# QuaSaR: Identifying EEW Rings - MMI Classifier

In the efforts to understand the GeoNet datasets for havesting data that can be used in trialing the picking agorithms, we begin with the [GeoNet Strong Motion Database](https://www.geonet.org.nz/data/supplementary/nzsmdb), [rupture  model data](), and [processed recordings]() that are readily available<sup>[1](#myftnote1)</sup>. The idea is to classify the historic data by the various measures made available throught the datasets. Some of the measures include the moment magnitude, hycenter location, measuring station locations, tectonic type, rupture length, total duration, and so on.

<a name="ftnote1">[1]</a>: [All GeoNet data and images](https://github.com/GeoNet/data), with updates on Github, are made available free of charge through the GeoNet project to facilitate research into hazards and assessment of risk. GeoNet is sponsored by the New Zealand Government through its agencies: Earthquake Commission (EQC), GNS Science and Land Information New Zealand (LINZ), the National Emergency Management Agency (NEMA) and the Ministry of Business, Innovation and Employment (MBIE).

In [None]:
'''
    WARNING CONTROL to display or ignore all warnings
'''
import warnings; warnings.simplefilter('default')     #switch betweeb 'default' and 'ignore'

import logging
from functools import lru_cache

## Hueristically mining the strong motion database

[Flatfile specifications](https://static.geonet.org.nz/info/resources/applications_data/earthquake/strong_motion/Flatfiles_ColumnExplanation.pdf). They contain the horizontal and vertical acceleration response spectra, and horizontal and vertical Fourier amplitude spectra of acceleration.

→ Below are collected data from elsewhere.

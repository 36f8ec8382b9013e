//! Dynamically typed attribute values.
//!
//! [`Value`] is the leaf-and-branch type of an attribute tree. It keeps
//! `Null` (absent) and `Unknown` (not known until apply) distinct from every
//! known value, including empty strings and empty collections.
//!
//! [`Attr`] is the typed counterpart used in per-kind models.

use scalar::Decimal;
use serde::{Deserialize, Serialize};
use std::collections::BTreeMap;
use std::fmt;

/// A single attribute value.
#[derive(Debug, Clone, Default, Serialize, Deserialize)]
#[serde(tag = "type", content = "value", rename_all = "snake_case")]
pub enum Value {
    #[default]
    Null,
    Unknown,
    Bool(bool),
    Int(i64),
    Number(Decimal),
    String(String),
    /// Ordered sequence.
    List(Vec<Value>),
    /// Unordered collection of distinct values.
    Set(Vec<Value>),
    /// String-keyed map with homogeneous values.
    Map(BTreeMap<String, Value>),
    /// Nested block with named attributes.
    Object(BTreeMap<String, Value>),
}

impl Value {
    /// Build a set, dropping duplicates and ordering members canonically.
    pub fn set(items: impl IntoIterator<Item = Value>) -> Self {
        let mut members: Vec<Value> = Vec::new();
        for item in items {
            if !members.contains(&item) {
                members.push(item);
            }
        }
        members.sort_by_cached_key(ToString::to_string);
        Self::Set(members)
    }

    pub fn string(s: impl Into<String>) -> Self {
        Self::String(s.into())
    }

    pub const fn is_null(&self) -> bool {
        matches!(self, Self::Null)
    }

    pub const fn is_unknown(&self) -> bool {
        matches!(self, Self::Unknown)
    }

    /// Neither null nor unknown.
    pub const fn is_known(&self) -> bool {
        !self.is_null() && !self.is_unknown()
    }

    /// Name of the value kind, used in decode diagnostics.
    pub const fn kind(&self) -> &'static str {
        match self {
            Self::Null => "null",
            Self::Unknown => "unknown",
            Self::Bool(_) => "bool",
            Self::Int(_) => "int",
            Self::Number(_) => "number",
            Self::String(_) => "string",
            Self::List(_) => "list",
            Self::Set(_) => "set",
            Self::Map(_) => "map",
            Self::Object(_) => "object",
        }
    }

    pub fn as_str(&self) -> Option<&str> {
        match self {
            Self::String(s) => Some(s),
            _ => None,
        }
    }

    pub const fn as_bool(&self) -> Option<bool> {
        match self {
            Self::Bool(b) => Some(*b),
            _ => None,
        }
    }

    /// Elements of a list or a set.
    pub fn as_elements(&self) -> Option<&[Value]> {
        match self {
            Self::List(items) | Self::Set(items) => Some(items),
            _ => None,
        }
    }

    /// Entries of a map or an object.
    pub const fn as_entries(&self) -> Option<&BTreeMap<String, Value>> {
        match self {
            Self::Map(entries) | Self::Object(entries) => Some(entries),
            _ => None,
        }
    }
}

impl PartialEq for Value {
    fn eq(&self, other: &Self) -> bool {
        match (self, other) {
            (Self::Null, Self::Null) | (Self::Unknown, Self::Unknown) => true,
            (Self::Bool(a), Self::Bool(b)) => a == b,
            (Self::Int(a), Self::Int(b)) => a == b,
            (Self::Number(a), Self::Number(b)) => a == b,
            (Self::String(a), Self::String(b)) => a == b,
            (Self::List(a), Self::List(b)) => a == b,
            // Membership only: order and repeats do not matter.
            (Self::Set(a), Self::Set(b)) => {
                a.iter().all(|x| b.contains(x)) && b.iter().all(|x| a.contains(x))
            }
            (Self::Map(a), Self::Map(b)) | (Self::Object(a), Self::Object(b)) => a == b,
            _ => false,
        }
    }
}

impl fmt::Display for Value {
    fn fmt(&self, f: &mut fmt::Formatter<'_>) -> fmt::Result {
        match self {
            Self::Null => f.write_str("null"),
            Self::Unknown => f.write_str("(known after apply)"),
            Self::Bool(b) => write!(f, "{b}"),
            Self::Int(i) => write!(f, "{i}"),
            Self::Number(n) => write!(f, "{n}"),
            Self::String(s) => write!(f, "{s:?}"),
            Self::List(items) | Self::Set(items) => {
                f.write_str("[")?;
                for (i, item) in items.iter().enumerate() {
                    if i > 0 {
                        f.write_str(", ")?;
                    }
                    write!(f, "{item}")?;
                }
                f.write_str("]")
            }
            Self::Map(entries) | Self::Object(entries) => {
                f.write_str("{")?;
                for (i, (key, value)) in entries.iter().enumerate() {
                    if i > 0 {
                        f.write_str(", ")?;
                    }
                    write!(f, "{key} = {value}")?;
                }
                f.write_str("}")
            }
        }
    }
}

impl From<&str> for Value {
    fn from(s: &str) -> Self {
        Self::String(s.to_string())
    }
}

impl From<String> for Value {
    fn from(s: String) -> Self {
        Self::String(s)
    }
}

impl From<i64> for Value {
    fn from(i: i64) -> Self {
        Self::Int(i)
    }
}

impl From<bool> for Value {
    fn from(b: bool) -> Self {
        Self::Bool(b)
    }
}

/// A typed attribute that may be absent or not yet known.
#[derive(Debug, Clone, Default, PartialEq, Eq)]
pub enum Attr<T> {
    #[default]
    Null,
    Unknown,
    Known(T),
}

impl<T> Attr<T> {
    pub const fn is_null(&self) -> bool {
        matches!(self, Self::Null)
    }

    pub const fn is_unknown(&self) -> bool {
        matches!(self, Self::Unknown)
    }

    pub const fn is_known(&self) -> bool {
        matches!(self, Self::Known(_))
    }

    pub const fn known(&self) -> Option<&T> {
        match self {
            Self::Known(v) => Some(v),
            _ => None,
        }
    }

    pub fn map<U>(self, f: impl FnOnce(T) -> U) -> Attr<U> {
        match self {
            Self::Null => Attr::Null,
            Self::Unknown => Attr::Unknown,
            Self::Known(v) => Attr::Known(f(v)),
        }
    }

    /// `Null` for `None`, `Known` otherwise.
    pub fn from_option(value: Option<T>) -> Self {
        value.map_or(Self::Null, Self::Known)
    }
}

impl<T: Clone> Attr<T> {
    /// The known value, or `default` when null or unknown.
    pub fn value_or(&self, default: T) -> T {
        self.known().cloned().unwrap_or(default)
    }

    /// Keep `self` when known, otherwise fall back to `other`.
    pub fn or(&self, other: &Self) -> Self {
        if self.is_known() {
            self.clone()
        } else {
            other.clone()
        }
    }
}

impl<T> From<T> for Attr<T> {
    fn from(value: T) -> Self {
        Self::Known(value)
    }
}

#[cfg(test)]
mod tests {
    use super::*;

    #[test]
    fn test_null_unknown_and_empty_are_distinct() {
        assert_ne!(Value::Null, Value::Unknown);
        assert_ne!(Value::Null, Value::string(""));
        assert_ne!(Value::Null, Value::List(vec![]));
        assert_ne!(Value::Int(0), Value::Null);
        assert!(Value::string("").is_known());
        assert!(!Value::Unknown.is_known());
    }

    #[test]
    fn test_set_equality_ignores_order() {
        let a = Value::Set(vec!["x".into(), "y".into()]);
        let b = Value::Set(vec!["y".into(), "x".into()]);
        assert_eq!(a, b);
        assert_ne!(Value::List(vec!["x".into(), "y".into()]), Value::List(vec!["y".into(), "x".into()]));
    }

    #[test]
    fn test_set_equality_compares_members() {
        let xxy = Value::Set(vec!["x".into(), "x".into(), "y".into()]);
        let xyy = Value::Set(vec!["x".into(), "y".into(), "y".into()]);
        let xy = Value::set(vec!["x".into(), "y".into()]);
        assert_eq!(xxy, xyy);
        assert_eq!(xxy, xy);
        assert_eq!(xy, xxy);

        let xyz = Value::Set(vec!["x".into(), "y".into(), "z".into()]);
        assert_ne!(xxy, xyz);
        assert_ne!(xyz, xxy);
    }

    #[test]
    fn test_set_constructor_dedups_and_sorts() {
        let set = Value::set(vec!["b".into(), "a".into(), "b".into()]);
        assert_eq!(set.as_elements().unwrap().len(), 2);
        assert_eq!(set.to_string(), r#"["a", "b"]"#);
    }

    #[test]
    fn test_serde_is_lossless() {
        let mut entries = BTreeMap::new();
        entries.insert("n".to_string(), Value::Number(Decimal::parse("0.99").unwrap()));
        entries.insert("i".to_string(), Value::Int(7));
        entries.insert("s".to_string(), Value::string("7"));
        entries.insert("u".to_string(), Value::Unknown);
        entries.insert("z".to_string(), Value::Null);
        let value = Value::Object(entries);

        let json = serde_json::to_string(&value).unwrap();
        let back: Value = serde_json::from_str(&json).unwrap();
        assert_eq!(back, value);
    }

    #[test]
    fn test_attr_helpers() {
        let known: Attr<i64> = Attr::Known(3);
        assert_eq!(known.value_or(9), 3);
        assert_eq!(Attr::<i64>::Null.value_or(9), 9);
        assert_eq!(Attr::<i64>::Unknown.value_or(9), 9);
        assert_eq!(Attr::<i64>::Null.or(&known), known);
        assert_eq!(Attr::from_option(None::<i64>), Attr::Null);
        assert_eq!(known.map(|v| v * 2), Attr::Known(6));
    }
}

We begin with mining the data with attention 
1. _Mw_: Moment Magnitude
1. _Orign_time_: Earthquake originating time
1. _TectClass_: Tectonic Class of crustal, slab, or interface
1. _Mech_: Focal mechanism whether it is a slip, strike, etc
1. _Length_km_: rupture length in Kilometers
1. _Width_km_: rupture width in Kilometers
1. _TotalDuration_: Total duration of the earthquake

### Class to load and clean data

In [None]:
#import torch
import pandas as pd
import datetime as dt
#from sklearn.preprocessing import OneHotEncoder
from sklearn.preprocessing import LabelEncoder

'''
    CSV LOAD into DataFrame and remove unnecessary columns
'''
strong_motion_df = pd.read_csv('../data/flatfiles/NZdatabase_flatfile_Significant_Duration_horizontal.csv', encoding = "UTF-8")

strong_motion_df = strong_motion_df.drop(columns=['CuspID','References','Location','Record'], axis=1)
strong_motion_df = strong_motion_df.replace('>2',float(2.1))
strong_motion_df = strong_motion_df.replace('<0.1',float(0.1))
''' Convert datetime to a defined as YYYYMMDD time rounded to 0 or 1 day '''
for t_idx, t_val in enumerate(strong_motion_df['Origin_time']):
    t_dt = dt.datetime.fromisoformat(t_val[0:19])
    t_float = float(t_dt.year*100000+t_dt.month*1000+t_dt.day*10+(round(t_dt.hour/24)))
    strong_motion_df['Origin_time'][t_idx]=t_float

_lst_cate_data_cols = [
                        'Origin_time',     # Origin time of earthquake in UTC
                        'TectClass',       # Tectonic classification, either ‘crustal’, ‘interface’, or ‘slab’
                        'Mech',            #
                        'HWFW',            #
                        'SiteCode',        #
                        'SiteClass1170',   #
                        'Vs30Uncert',      #
                        'TsiteUncert',     #
                        'Z1Uncertainty'    #
                      ]
cat_strong_motion_df = strong_motion_df[_lst_cate_data_cols]
num_strong_motion_df = strong_motion_df.drop(_lst_cate_data_cols, axis=1)
print(f"Shape of the Categorical DataFrame: {cat_strong_motion_df.shape}")
print(f"Shape of the Numerical DataFrame: {num_strong_motion_df.shape}")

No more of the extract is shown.